The UIGEA, however, had an explicit carve-out for daily fantasy sports companies. It doesn't legalize them—that's still up to the states—but it doesn't prevent credit card companies and banks from working with companies that are authorized by the states.
There are a handful of states, including Arizona, Hawaii, Utah, Washington—where the companies don't try to do business, because the legal landscape is too hostile. On the other hand there are now nine states that have explicitly passed laws legalizing and regulating the industry, importantly including, as of this past August, New York. (Some of those still face state constitutional challenges, though.)
In the rest of the states the law is still developing, though the companies are accepting customers, making optimistic bets.

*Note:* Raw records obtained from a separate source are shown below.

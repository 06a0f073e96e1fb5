//! `pagewatch.toml` parsing.
//!
//! The file is optional and every key has a default, so an absent file or a
//! partial one both work. Values that would make the poller misbehave (zero
//! interval, zero timeouts, webhook without URL) are rejected up front.

use std::path::{Path, PathBuf};
use std::str::FromStr;
use std::time::Duration;

use engine_logging::engine_info;
use log::LevelFilter;
use pagewatch_core::DiffLimits;
use pagewatch_engine::{BlockExtractor, FetchSettings, PollSettings, DEFAULT_USER_AGENT};
use serde::Deserialize;
use thiserror::Error;

use crate::logging::LogDestination;

#[derive(Debug, Error)]
pub enum ConfigError {
    #[error("failed to read config file: {0}")]
    Io(#[from] std::io::Error),
    #[error("invalid TOML in config file: {0}")]
    Parse(#[from] toml::de::Error),
    #[error("invalid config: {0}")]
    Invalid(String),
}

#[derive(Debug, Clone, Deserialize)]
#[serde(default)]
pub struct AppConfig {
    pub poll_interval_secs: u64,
    pub max_concurrent_fetches: usize,
    pub snapshot_path: PathBuf,
    pub fetch: FetchConfig,
    pub extract: ExtractConfig,
    pub diff: DiffConfig,
    pub log: LogConfig,
    pub sink: SinkConfig,
}

impl Default for AppConfig {
    fn default() -> Self {
        Self {
            poll_interval_secs: 60,
            max_concurrent_fetches: 8,
            snapshot_path: PathBuf::from("pagewatch_state.json"),
            fetch: FetchConfig::default(),
            extract: ExtractConfig::default(),
            diff: DiffConfig::default(),
            log: LogConfig::default(),
            sink: SinkConfig::default(),
        }
    }
}

#[derive(Debug, Clone, Deserialize)]
#[serde(default)]
pub struct FetchConfig {
    pub request_timeout_secs: u64,
    pub connect_timeout_secs: u64,
    pub user_agent: String,
    pub redirect_limit: usize,
    pub max_bytes: u64,
}

impl Default for FetchConfig {
    fn default() -> Self {
        let settings = FetchSettings::default();
        Self {
            request_timeout_secs: settings.request_timeout.as_secs(),
            connect_timeout_secs: settings.connect_timeout.as_secs(),
            user_agent: DEFAULT_USER_AGENT.to_string(),
            redirect_limit: settings.redirect_limit,
            max_bytes: settings.max_bytes,
        }
    }
}

#[derive(Debug, Clone, Deserialize)]
#[serde(default)]
pub struct ExtractConfig {
    /// CSS selector of the monitored block.
    pub selector: String,
}

impl Default for ExtractConfig {
    fn default() -> Self {
        Self {
            selector: BlockExtractor::DEFAULT_SELECTOR.to_string(),
        }
    }
}

#[derive(Debug, Clone, Deserialize)]
#[serde(default)]
pub struct DiffConfig {
    pub max_lines: usize,
    pub max_chars: usize,
    pub excerpt_chars: usize,
}

impl Default for DiffConfig {
    fn default() -> Self {
        let limits = DiffLimits::default();
        Self {
            max_lines: limits.max_lines,
            max_chars: limits.max_chars,
            excerpt_chars: limits.excerpt_chars,
        }
    }
}

#[derive(Debug, Clone, Deserialize)]
#[serde(default)]
pub struct LogConfig {
    pub level: String,
    /// Also write the log to this file when set.
    pub file: Option<PathBuf>,
    pub terminal: bool,
}

impl Default for LogConfig {
    fn default() -> Self {
        Self {
            level: "info".to_string(),
            file: None,
            terminal: true,
        }
    }
}

#[derive(Debug, Clone, Copy, PartialEq, Eq, Deserialize, Default)]
#[serde(rename_all = "lowercase")]
pub enum SinkKind {
    #[default]
    Log,
    Webhook,
}

#[derive(Debug, Clone, Deserialize)]
#[serde(default)]
pub struct SinkConfig {
    pub kind: SinkKind,
    pub url: Option<String>,
    pub timeout_secs: u64,
}

impl Default for SinkConfig {
    fn default() -> Self {
        Self {
            kind: SinkKind::Log,
            url: None,
            timeout_secs: 10,
        }
    }
}

impl AppConfig {
    /// Loads and validates `path`. A missing file yields the defaults.
    pub fn load(path: &Path) -> Result<Self, ConfigError> {
        let config = match std::fs::read_to_string(path) {
            Ok(text) => Self::parse(&text)?,
            Err(err) if err.kind() == std::io::ErrorKind::NotFound => {
                engine_info!("No config at {:?}, using defaults", path);
                Self::default()
            }
            Err(err) => return Err(ConfigError::Io(err)),
        };
        config.validate()?;
        Ok(config)
    }

    pub fn parse(text: &str) -> Result<Self, ConfigError> {
        Ok(toml::from_str(text)?)
    }

    pub fn validate(&self) -> Result<(), ConfigError> {
        if self.poll_interval_secs == 0 {
            return Err(ConfigError::Invalid("poll_interval_secs must be > 0".into()));
        }
        if self.fetch.request_timeout_secs == 0 || self.fetch.connect_timeout_secs == 0 {
            return Err(ConfigError::Invalid("fetch timeouts must be > 0".into()));
        }
        if self.max_concurrent_fetches == 0 {
            return Err(ConfigError::Invalid("max_concurrent_fetches must be > 0".into()));
        }
        if self.diff.max_lines == 0 || self.diff.max_chars == 0 {
            return Err(ConfigError::Invalid("diff limits must be > 0".into()));
        }
        if self.sink.kind == SinkKind::Webhook && self.sink.url.is_none() {
            return Err(ConfigError::Invalid("webhook sink requires sink.url".into()));
        }
        BlockExtractor::new(&self.extract.selector)
            .map_err(|err| ConfigError::Invalid(err.to_string()))?;
        self.level_filter()?;
        Ok(())
    }

    pub fn level_filter(&self) -> Result<LevelFilter, ConfigError> {
        LevelFilter::from_str(&self.log.level)
            .map_err(|_| ConfigError::Invalid(format!("unknown log level '{}'", self.log.level)))
    }

    pub fn log_destination(&self) -> LogDestination {
        match (&self.log.file, self.log.terminal) {
            (Some(file), true) => LogDestination::Both(file.clone()),
            (Some(file), false) => LogDestination::File(file.clone()),
            (None, _) => LogDestination::Terminal,
        }
    }

    pub fn fetch_settings(&self) -> FetchSettings {
        FetchSettings {
            connect_timeout: Duration::from_secs(self.fetch.connect_timeout_secs),
            request_timeout: Duration::from_secs(self.fetch.request_timeout_secs),
            user_agent: self.fetch.user_agent.clone(),
            redirect_limit: self.fetch.redirect_limit,
            max_bytes: self.fetch.max_bytes,
            ..FetchSettings::default()
        }
    }

    pub fn poll_settings(&self) -> PollSettings {
        PollSettings {
            interval: Duration::from_secs(self.poll_interval_secs),
            max_concurrent_fetches: self.max_concurrent_fetches,
            diff_limits: DiffLimits {
                max_lines: self.diff.max_lines,
                max_chars: self.diff.max_chars,
                excerpt_chars: self.diff.excerpt_chars,
            },
        }
    }
}

#[cfg(test)]
mod tests {
    use super::*;
    use pretty_assertions::assert_eq;
    use tempfile::TempDir;

    #[test]
    fn missing_file_gives_defaults() {
        let temp = TempDir::new().unwrap();
        let config = AppConfig::load(&temp.path().join("nope.toml")).unwrap();
        assert_eq!(config.poll_interval_secs, 60);
        assert_eq!(config.fetch.request_timeout_secs, 10);
        assert_eq!(config.extract.selector, "div.post");
        assert_eq!(config.poll_settings().diff_limits, DiffLimits::default());
        assert!(matches!(config.log_destination(), LogDestination::Terminal));
    }

    #[test]
    fn partial_file_overrides_only_given_keys() {
        let config = AppConfig::parse(
            r#"
            poll_interval_secs = 300
            snapshot_path = "/var/lib/pagewatch/state.json"

            [fetch]
            user_agent = "MyWatcher/1.0"

            [sink]
            kind = "webhook"
            url = "http://localhost:9000/hook"
            "#,
        )
        .unwrap();
        config.validate().unwrap();

        assert_eq!(config.poll_settings().interval, Duration::from_secs(300));
        assert_eq!(config.fetch_settings().user_agent, "MyWatcher/1.0");
        assert_eq!(config.fetch_settings().request_timeout, Duration::from_secs(10));
        assert_eq!(config.sink.kind, SinkKind::Webhook);
        assert_eq!(config.max_concurrent_fetches, 8);
    }

    #[test]
    fn zero_interval_is_rejected() {
        let config = AppConfig::parse("poll_interval_secs = 0").unwrap();
        assert!(matches!(config.validate(), Err(ConfigError::Invalid(_))));
    }

    #[test]
    fn webhook_without_url_is_rejected() {
        let config = AppConfig::parse("[sink]\nkind = \"webhook\"").unwrap();
        assert!(matches!(config.validate(), Err(ConfigError::Invalid(_))));
    }

    #[test]
    fn bad_selector_and_level_are_rejected() {
        let config = AppConfig::parse("[extract]\nselector = \"div[\"").unwrap();
        assert!(config.validate().is_err());
        let config = AppConfig::parse("[log]\nlevel = \"chatty\"").unwrap();
        assert!(config.validate().is_err());
    }

    #[test]
    fn malformed_toml_is_a_parse_error() {
        assert!(matches!(
            AppConfig::parse("poll_interval_secs = "),
            Err(ConfigError::Parse(_))
        ));
    }

    #[test]
    fn log_file_without_terminal() {
        let config = AppConfig::parse("[log]\nfile = \"watch.log\"\nterminal = false").unwrap();
        assert!(matches!(config.log_destination(), LogDestination::File(_)));
    }
}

Bets based on skill, of course—not on chance. Most educated industry observers are sanguine about the prospects for daily fantasy sports companies because they differ importantly, both Schiller and Rose point out, from conventional sports betting, which is still outlawed by most states.
Sports betting is opposed by major league sports, but the leagues welcome daily fantasy sports outfits—as do the leagues' broadcasters, like Comcast, 21st Century Fox, and ESPN's parent, Disney.
Daily fantasy sports companies "increase eyeballs," Schiller explains. While fans in the past watched only their home teams play, and turned their sets off when the score got lopsided, DFS participants want to see "all the at bats" in "all the games" that their players are involved in, he continues. It's their players' personal stats that determine the fate of their fantasy teams.